29th United States Secretary of the Navy
- In office March 7, 1881 – April 16, 1882
- President: James A. Garfield Chester A. Arthur
- Preceded by: Nathan Goff Jr.
- Succeeded by: William E. Chandler

Judge of the Court of Claims
- In office May 15, 1878 – March 11, 1881
- Appointed by: Rutherford B. Hayes
- Preceded by: Ebenezer Peck
- Succeeded by: Glenni William Scofield

22nd Attorney General of Louisiana
- In office 1876
- Governor: William Pitt Kellogg
- Preceded by: Alexander Pope Field
- Succeeded by: Hiram R. Steele

Personal details
- Born: William Henry Hunt June 12, 1823 Charleston, South Carolina, U.S.
- Died: February 27, 1884 (aged 60) Saint Petersburg, Russian Empire
- Resting place: Oak Hill Cemetery Washington, D.C., U.S.
- Alma mater: Yale University Yale Law School

Military service
- Branch/service: Confederate States Army
- Years of service: 1862
- Rank: Colonel
- Battles/wars: American Civil War

= William H. Hunt =

American judge (1823–1884)

William Henry Hunt (June 12, 1823 – February 27, 1884) was an American politician and jurist who served as the 29th United States Secretary of the Navy, Minister to the Russian Empire and a judge of the Court of Claims.

==Early life==
Hunt was born on June 12, 1823, in Charleston, South Carolina, He was the youngest of five sons born to Louisa (née Gaillard) Hunt (1786–1850), sister of U.S. Senator John Gaillard, and Thomas Hunt (1780–1830), who had been born in Nassau, Bahamas where his grandfather Robert Hunt held the position of Governor-General of the Bahamas for many years. His father was a member of the Louisiana State Legislature, a prominent lawyer, and a successful planter. Among his siblings was Theodore Gaillard Hunt, a U.S. Representative from Louisiana, Randell Hunt, a Louisiana State Senator, Dr. Thomas Hunt Jr., a founder of the Medical College of Louisiana and president of the University of Louisiana (now Tulane University).
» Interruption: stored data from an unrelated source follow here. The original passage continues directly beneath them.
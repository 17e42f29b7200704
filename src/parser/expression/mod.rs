//! Pratt parser for expressions.
//!
//! Provides [`parse_expression`], a hand-rolled Pratt parser over the
//! significant token stream. The implementation is split across submodules:
//! [`pratt`] hosts the entry points and postfix chains, [`prefix`] handles
//! unary operators and primaries, [`infix`] folds binary operators and the
//! conditional, [`condition`] parses `&&&` predicates and [`numeric`]
//! validates literal text.

mod condition;
mod infix;
mod numeric;
mod pratt;
mod prefix;

pub use numeric::{LiteralError, parse_int_literal, parse_real_literal};
pub use pratt::parse_expression;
He attended Yale University and Yale Law School, then read law with Theodore Hunt and Randell Hunt in New Orleans.

==Career==
He entered private practice in New Orleans from 1844 to 1878. He served as a colonel in the Confederate States Army in 1862. He was an acting professor of civil law for the University of Louisiana (now Tulane University) in 1866. He was Attorney General of Louisiana in 1876.

===Federal judicial service===

Hunt was nominated by President Rutherford B. Hayes on April 18, 1878, to a seat on the Court of Claims (later the United States Court of Claims) vacated by Judge Ebenezer Peck. He was confirmed by the United States Senate on May 15, 1878, and received his commission the same day. His service terminated on March 11, 1881, due to his resignation.

===Secretary of the Navy===

Hunt served as United States Secretary of the Navy from 1881 to 1882, in the cabinets of President James A. Garfield and President Chester A. Arthur.

===Minister to Russia===

Hunt served as Envoy Extraordinary and Minister Plenipotentiary to the Russian Empire for the United States Department of State from 1882 until his death in February 1884 in Saint Petersburg.

==Personal life==
Hunt was married to Elizabeth Ridgely Hunt (d. 1864), daughter of Commandant Charles Goodwin Ridgely and the former Cornelia Louisiana Livingston (a granddaughter of Walter Livingston and Chancellor Robert R. Livingston). Together, Elizabeth and William were the parents of seven children, six sons and one daughter, including:

- Ridgely Hunt (1854–1916), a Lt. in the U.S. Navy.
- Thomas Hunt (1855–1933), who married Helen Jewett, a daughter of U.S. Representative Hugh Judge Jewett, in 1888.
- Randell Hunt (1856–1898)
- William Henry Hunt Jr. (1857–1949), the Attorney General of Montana, Governor of Puerto Rico and Federal judge.
- Livingston Hunt (1859–1943), a Rear Admiral in the U.S. Navy who married Catharine Howland Hunt (1868–1963), a daughter of architect Richard Morris Hunt.
- Cornelia Ridgely Hunt (1861–1930), who married Dr. William Kelly Newton (1850–1909) in 1905.
- Gaillard Hunt (1862–1924), a historian who married Mary Goodfellow.

After the death of his first wife in 1864, he remarried to Sarah Harrison Barker (1819–1908), a daughter of New York merchant John T. Adams, in 1866.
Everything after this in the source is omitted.